Polber commented on code in PR #32956:
URL: https://github.com/apache/beam/pull/32956#discussion_r1826237987
##########
sdks/python/apache_beam/yaml/json_utils.py:
##########
@@ -267,3 +279,52 @@ def json_formater(
convert = row_to_json(
schema_pb2.FieldType(row_type=schema_pb2.RowType(schema=beam_schema)))

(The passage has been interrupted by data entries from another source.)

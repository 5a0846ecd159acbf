//! End-to-end tests for the full alarmhubd stack.
//!
//! Each test wires real `SQLite` repositories, real services and the real
//! axum router, then drives it with `tower::ServiceExt::oneshot`. No TCP
//! port is bound.

use std::path::PathBuf;
use std::sync::Arc;
use std::time::Duration;

use axum::Router;
use axum::body::Body;
use axum::http::{Request, StatusCode, header};
use http_body_util::BodyExt;
use tokio::sync::broadcast::Receiver;
use tower::ServiceExt;

use alarmhub_adapter_http_axum::router;
use alarmhub_adapter_http_axum::state::AppState;
use alarmhub_adapter_storage_sqlite_sqlx::{
    Config, SqliteAlarmRepository, SqliteCredentialsRepository,
};
use alarmhub_app::event_bus::InProcessEventBus;
use alarmhub_app::restart::wait_for_restart;
use alarmhub_app::services::alarm_service::AlarmService;
use alarmhub_app::services::credentials_service::CredentialsService;
use alarmhub_domain::event::{Event, EventKind};

/// Build a fully-wired router plus a subscription to its event bus.
async fn app_at(database_url: &str) -> (Router, Receiver<Event>) {
    let db = Config {
        database_url: database_url.to_string(),
    }
    .build()
    .await
    .expect("database should initialise");
    let pool = db.pool().clone();

    let event_bus = Arc::new(InProcessEventBus::new(16));
    let events = event_bus.subscribe();

    let state = AppState::new(
        AlarmService::new(SqliteAlarmRepository::new(pool.clone()), Arc::clone(&event_bus)),
        CredentialsService::new(SqliteCredentialsRepository::new(pool), event_bus),
    );

    (router::build(state), events)
}

async fn app() -> (Router, Receiver<Event>) {
    app_at("sqlite::memory:").await
}

async fn send(app: &Router, request: Request<Body>) -> (StatusCode, String) {
    let resp = app.clone().oneshot(request).await.unwrap();
    let status = resp.status();
    let bytes = resp.into_body().collect().await.unwrap().to_bytes();
    (status, String::from_utf8(bytes.to_vec()).unwrap())
}

async fn fetch(app: &Router, uri: &str) -> (StatusCode, String) {
    send(app, Request::builder().uri(uri).body(Body::empty()).unwrap()).await
}

async fn post_form(app: &Router, uri: &str, body: &str) -> (StatusCode, String) {
    send(
        app,
        Request::builder()
            .method("POST")
            .uri(uri)
            .header(header::CONTENT_TYPE, "application/x-www-form-urlencoded")
            .body(Body::from(body.to_string()))
            .unwrap(),
    )
    .await
}

// ---------------------------------------------------------------------------
// Health check
// ---------------------------------------------------------------------------

#[tokio::test]
async fn should_return_ok_when_health_check_called() {
    let (app, _events) = app().await;
    let (status, body) = fetch(&app, "/health").await;

    assert_eq!(status, StatusCode::OK);
    assert_eq!(body, "OK");
}

// ---------------------------------------------------------------------------
// Alarm endpoints
// ---------------------------------------------------------------------------

#[tokio::test]
async fn should_report_unset_alarm_on_fresh_database() {
    let (app, _events) = app().await;
    let (status, body) = fetch(&app, "/get_alarm").await;

    assert_eq!(status, StatusCode::OK);
    assert_eq!(body, "--:--");
}

#[tokio::test]
async fn should_persist_alarm_through_sqlite() {
    let (app, _events) = app().await;

    let (status, body) = fetch(&app, "/set_alarm?hour=6&minute=45").await;
    assert_eq!(status, StatusCode::OK);
    assert_eq!(body, "06:45");

    let (_, body) = fetch(&app, "/get_alarm").await;
    assert_eq!(body, "06:45");

    let (_, page) = fetch(&app, "/").await;
    assert!(page.contains(r#"<div id="alarm-time">06:45</div>"#));
}

#[tokio::test]
async fn should_leave_alarm_untouched_when_input_invalid() {
    let (app, _events) = app().await;
    fetch(&app, "/set_alarm?hour=22&minute=10").await;

    let (status, body) = fetch(&app, "/set_alarm?hour=25&minute=10").await;
    assert_eq!(status, StatusCode::BAD_REQUEST);
    assert_eq!(body, "invalid");

    let (_, body) = fetch(&app, "/get_alarm").await;
    assert_eq!(body, "22:10");
}

#[tokio::test]
async fn should_not_request_restart_when_alarm_set() {
    let (app, events) = app().await;
    fetch(&app, "/set_alarm?hour=7&minute=0").await;

    let restart = tokio::time::timeout(
        Duration::from_millis(100),
        wait_for_restart(events, Duration::ZERO),
    )
    .await;
    assert!(restart.is_err());
}

// ---------------------------------------------------------------------------
// Wi-Fi provisioning
// ---------------------------------------------------------------------------

#[tokio::test]
async fn should_prefill_settings_page_after_configure() {
    let (app, _events) = app().await;

    let (status, body) = post_form(&app, "/configure", "ssid=Casa+Rossi&password=s3cret").await;
    assert_eq!(status, StatusCode::OK);
    assert!(body.contains("Configurazione salvata"));

    let (_, page) = fetch(&app, "/").await;
    assert!(page.contains(r#"value="Casa Rossi""#));
    assert!(page.contains(r#"value="s3cret""#));
}

#[tokio::test]
async fn should_request_restart_when_credentials_configured() {
    let (app, events) = app().await;
    post_form(&app, "/configure", "ssid=home&password=hunter22").await;

    let event = tokio::time::timeout(
        Duration::from_secs(1),
        wait_for_restart(events, Duration::ZERO),
    )
    .await
    .expect("restart should be requested")
    .expect("bus should stay open");

    assert_eq!(
        event.kind,
        EventKind::CredentialsSaved {
            ssid: "home".to_string()
        }
    );
}

#[tokio::test]
async fn should_not_request_restart_when_configure_rejected() {
    let (app, events) = app().await;
    let (status, _) = post_form(&app, "/configure", "ssid=&password=x").await;
    assert_eq!(status, StatusCode::BAD_REQUEST);

    let restart = tokio::time::timeout(
        Duration::from_millis(100),
        wait_for_restart(events, Duration::ZERO),
    )
    .await;
    assert!(restart.is_err());
}

#[tokio::test]
async fn should_forget_credentials_and_restart_when_cleared() {
    let (app, mut events) = app().await;
    post_form(&app, "/configure", "ssid=home&password=hunter22").await;
    events.recv().await.unwrap();

    let (status, body) = post_form(&app, "/clear", "").await;
    assert_eq!(status, StatusCode::OK);
    assert!(body.contains("Dati eliminati"));

    let event = wait_for_restart(events, Duration::ZERO).await.unwrap();
    assert_eq!(event.kind, EventKind::CredentialsCleared);

    let (_, page) = fetch(&app, "/").await;
    assert!(!page.contains("hunter22"));
    assert!(page.contains(r#"placeholder="SSID" value="""#));
}

// ---------------------------------------------------------------------------
// Persistence across restarts
// ---------------------------------------------------------------------------

/// `SQLite` file in the temp directory, removed with its `-wal`/`-shm`
/// companions when dropped.
struct TempDatabase {
    path: PathBuf,
}

impl TempDatabase {
    fn new(name: &str) -> Self {
        let path = std::env::temp_dir().join(format!("{name}-{}.db", std::process::id()));
        Self { path }
    }

    fn url(&self) -> String {
        format!("sqlite:{}?mode=rwc", self.path.display())
    }

    fn files(&self) -> [PathBuf; 3] {
        let mut wal = self.path.clone().into_os_string();
        wal.push("-wal");
        let mut shm = self.path.clone().into_os_string();
        shm.push("-shm");
        [self.path.clone(), wal.into(), shm.into()]
    }
}

impl Drop for TempDatabase {
    fn drop(&mut self) {
        for file in self.files() {
            let _ = std::fs::remove_file(file);
        }
    }
}

#[tokio::test]
async fn should_keep_settings_across_restart() {
    let db = TempDatabase::new("alarmhub-it-restart");

    {
        let (app, _events) = app_at(&db.url()).await;
        fetch(&app, "/set_alarm?hour=5&minute=15").await;
        post_form(&app, "/configure", "ssid=home&password=hunter22").await;
    }

    let (app, _events) = app_at(&db.url()).await;
    let (_, alarm) = fetch(&app, "/get_alarm").await;
    let (_, page) = fetch(&app, "/").await;

    assert_eq!(alarm, "05:15");
    assert!(page.contains(r#"value="home""#));
}

#[test]
fn should_remove_database_and_journal_files_when_temp_database_dropped() {
    let db = TempDatabase::new("alarmhub-it-cleanup");
    let files = db.files();
    for file in &files {
        std::fs::write(file, b"").unwrap();
    }

    drop(db);

    for file in &files {
        assert!(!file.exists(), "{} left behind", file.display());
    }
}

// ---------------------------------------------------------------------------
// Pages
// ---------------------------------------------------------------------------

#[tokio::test]
async fn should_render_every_page() {
    let (app, _events) = app().await;

    for (uri, marker) in [
        ("/", "togglePassword"),
        ("/alarm", "Imposta Sveglia"),
        ("/wifi", "Configura WiFi"),
    ] {
        let (status, body) = fetch(&app, uri).await;
        assert_eq!(status, StatusCode::OK, "{uri}");
        assert!(body.contains(marker), "{uri}");
    }
}

#[tokio::test]
async fn should_return_not_found_for_unknown_route() {
    let (app, _events) = app().await;
    let (status, _) = fetch(&app, "/nope").await;
    assert_eq!(status, StatusCode::NOT_FOUND);
}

return lambda row: json.dumps(convert(row), sort_keys=True).encode('utf-8')
+
+
+def _validate_compatible(weak_schema, strong_schema):
+ if not weak_schema:
+ return
Review Comment:
Similar to my other comment, but wouldn't this pass silently? I'm not sure
how it would reach this state in the first place, but if the incoming
PCollection does not have a schema (perhaps if preceded by a transform that
does not output Row?), this would pass validation even if given a json schema
to validate against.
##########
sdks/python/apache_beam/yaml/json_utils.py:
##########
@@ -267,3 +279,52 @@ def json_formater(
convert = row_to_json(
schema_pb2.FieldType(row_type=schema_pb2.RowType(schema=beam_schema)))
return lambda row: json.dumps(convert(row), sort_keys=True).encode('utf-8')
+
+
+def _validate_compatible(weak_schema, strong_schema):
+ if not weak_schema:
+ return
+ if weak_schema['type'] != strong_schema['type']:
+ raise ValueError(
+ 'Incompatible types: %r vs %r' %
+ (weak_schema['type'] != strong_schema['type']))

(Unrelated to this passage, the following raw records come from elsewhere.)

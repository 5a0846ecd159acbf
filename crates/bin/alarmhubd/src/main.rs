//! # alarmhubd: alarm clock settings daemon
//!
//! Composition root that wires all adapters together and starts the server.
//!
//! ## Responsibilities
//! - Load configuration (`alarmhub.toml`, environment overrides)
//! - Initialize logging
//! - Open the `SQLite` database and run migrations
//! - Construct repositories, the event bus and the application services
//! - Build the axum router and serve it
//! - Shut down gracefully on SIGINT/SIGTERM, or when stored credentials
//!   change and the device must come back up with the new network settings
//!
//! No domain logic belongs here.

mod config;

use std::future::Future;
use std::sync::Arc;

use anyhow::Context;
use tokio::net::TcpListener;
use tracing_subscriber::EnvFilter;

use alarmhub_adapter_http_axum::router;
use alarmhub_adapter_http_axum::state::AppState;
use alarmhub_adapter_storage_sqlite_sqlx::{
    Config as StorageConfig, SqliteAlarmRepository, SqliteCredentialsRepository,
};
use alarmhub_app::event_bus::InProcessEventBus;
use alarmhub_app::restart::wait_for_restart;
use alarmhub_app::services::alarm_service::AlarmService;
use alarmhub_app::services::credentials_service::CredentialsService;
use alarmhub_domain::event::Event;

use crate::config::Config;

const EVENT_BUS_CAPACITY: usize = 64;

#[tokio::main]
async fn main() -> anyhow::Result<()> {
    let config = Config::load().context("failed to load configuration")?;

    let filter = EnvFilter::try_new(&config.logging.filter)
        .with_context(|| format!("invalid log filter {:?}", config.logging.filter))?;
    tracing_subscriber::fmt().with_env_filter(filter).init();

    // Database
    let db = StorageConfig {
        database_url: config.database_url().to_string(),
    }
    .build()
    .await
    .context("failed to open settings database")?;
    let pool = db.pool().clone();

    // Repositories
    let alarm_repo = SqliteAlarmRepository::new(pool.clone());
    let credentials_repo = SqliteCredentialsRepository::new(pool);

    // Event bus, subscribed before any request can publish
    let event_bus = Arc::new(InProcessEventBus::new(EVENT_BUS_CAPACITY));
    let restart = wait_for_restart(event_bus.subscribe(), config.restart_delay());

    // Services
    let state = AppState::new(
        AlarmService::new(alarm_repo, Arc::clone(&event_bus)),
        CredentialsService::new(credentials_repo, event_bus),
    );
    let app = router::build(state);

    // HTTP
    let bind_addr = config.bind_addr();
    let listener = TcpListener::bind(&bind_addr)
        .await
        .with_context(|| format!("failed to bind {bind_addr}"))?;
    tracing::info!(%bind_addr, "alarmhubd listening");

    axum::serve(listener, app)
        .with_graceful_shutdown(shutdown_signal(restart))
        .await
        .context("http server failed")?;

    tracing::info!("alarmhubd stopped");
    Ok(())
}

/// Resolve on SIGINT, SIGTERM, or once a credentials change asks for a restart.
async fn shutdown_signal(restart: impl Future<Output = Option<Event>>) {
    let ctrl_c = async {
        if let Err(err) = tokio::signal::ctrl_c().await {
            tracing::error!(error = %err, "failed to listen for ctrl-c");
            std::future::pending::<()>().await;
        }
    };

    #[cfg(unix)]
    let terminate = async {
        match tokio::signal::unix::signal(tokio::signal::unix::SignalKind::terminate()) {
            Ok(mut signal) => {
                signal.recv().await;
            }
            Err(err) => {
                tracing::error!(error = %err, "failed to listen for SIGTERM");
                std::future::pending::<()>().await;
            }
        }
    };

    #[cfg(not(unix))]
    let terminate = std::future::pending::<()>();

    tokio::select! {
        () = ctrl_c => tracing::info!("interrupt received, shutting down"),
        () = terminate => tracing::info!("terminate received, shutting down"),
        Some(event) = restart => {
            tracing::info!(kind = ?event.kind, "restarting to apply new network settings");
        }
    }
}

+ if weak_schema['type'] == 'array':
+ _validate_compatible(weak_schema['items'], strong_schema['items'])
+ elif weak_schema == 'object':
+ for required in strong_schema.get('required', []):
+ if required not in weak_schema['properties']:
+ raise ValueError('Missing or unkown property %r' % required)

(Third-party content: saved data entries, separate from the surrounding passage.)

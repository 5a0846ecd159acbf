//! Server-side rendered settings pages and the credential form handlers.

#[allow(clippy::missing_errors_doc)]
pub mod alarm;
#[allow(clippy::missing_errors_doc)]
pub mod settings;
#[allow(clippy::missing_errors_doc)]
pub mod wifi;

use askama::Template;
use axum::Router;
use axum::http::StatusCode;
use axum::response::{Html, IntoResponse, Response};
use axum::routing::{get, post};

use alarmhub_app::ports::{AlarmRepository, CredentialsRepository, EventPublisher};
use alarmhub_domain::error::AlarmHubError;

use crate::state::AppState;

/// Build the page sub-router.
pub fn routes<AR, CR, EP>() -> Router<AppState<AR, CR, EP>>
where
    AR: AlarmRepository + Send + Sync + 'static,
    CR: CredentialsRepository + Send + Sync + 'static,
    EP: EventPublisher + Send + Sync + 'static,
{
    Router::new()
        .route("/", get(settings::index::<AR, CR, EP>))
        .route("/alarm", get(alarm::index::<AR, CR, EP>))
        .route("/wifi", get(wifi::index))
        .route("/configure", post(wifi::configure::<AR, CR, EP>))
        .route("/clear", post(wifi::clear::<AR, CR, EP>))
}

/// Single-message page used for form outcomes and errors.
#[derive(Template)]
#[template(path = "notice.html")]
pub struct NoticeTemplate {
    title: &'static str,
    message: String,
}

impl NoticeTemplate {
    #[must_use]
    pub fn new(title: &'static str, message: impl Into<String>) -> Self {
        Self {
            title,
            message: message.into(),
        }
    }
}

impl IntoResponse for NoticeTemplate {
    fn into_response(self) -> Response {
        Html(self.to_string()).into_response()
    }
}

/// Maps [`AlarmHubError`] to an HTML notice page.
pub struct PageError(AlarmHubError);

impl From<AlarmHubError> for PageError {
    fn from(err: AlarmHubError) -> Self {
        Self(err)
    }
}

impl IntoResponse for PageError {
    fn into_response(self) -> Response {
        match &self.0 {
            AlarmHubError::Validation(err) => (
                StatusCode::BAD_REQUEST,
                NoticeTemplate::new("Dati non validi", err.to_string()),
            )
                .into_response(),
            AlarmHubError::Storage(err) => {
                tracing::error!(error = %err, "storage error");
                (
                    StatusCode::INTERNAL_SERVER_ERROR,
                    NoticeTemplate::new("Errore", "Errore interno del dispositivo."),
                )
                    .into_response()
            }
        }
    }
}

+ for name, spec in weak_schema.get('properties', {}):
+ if name in strong_schema['properties']:
+ try:
+ _validate_compatible(spec, strong_schema['properties'][name])
+ except Exception as exn:
+ raise ValueError('Incompatible schema for %r' % name) from exn
+ elif not strong_schema.get('additionalProperties'):
+ raise ValueError(
+ 'Prohibited property: {property}; '
+ 'perhaps additionalProperties: False is missing?')
+
+
+def row_validator(beam_schema: schema_pb2.Schema,
+ json_schema: Dict[str, Any]) -> Callable[[Any], Any]:
+ """Returns a callable that will fail on elements not respecting json_schema.
+ """
+ if not json_schema:
+ return lambda x: None
+
+ # Validate that this compiles, but avoid pickling the validator itself.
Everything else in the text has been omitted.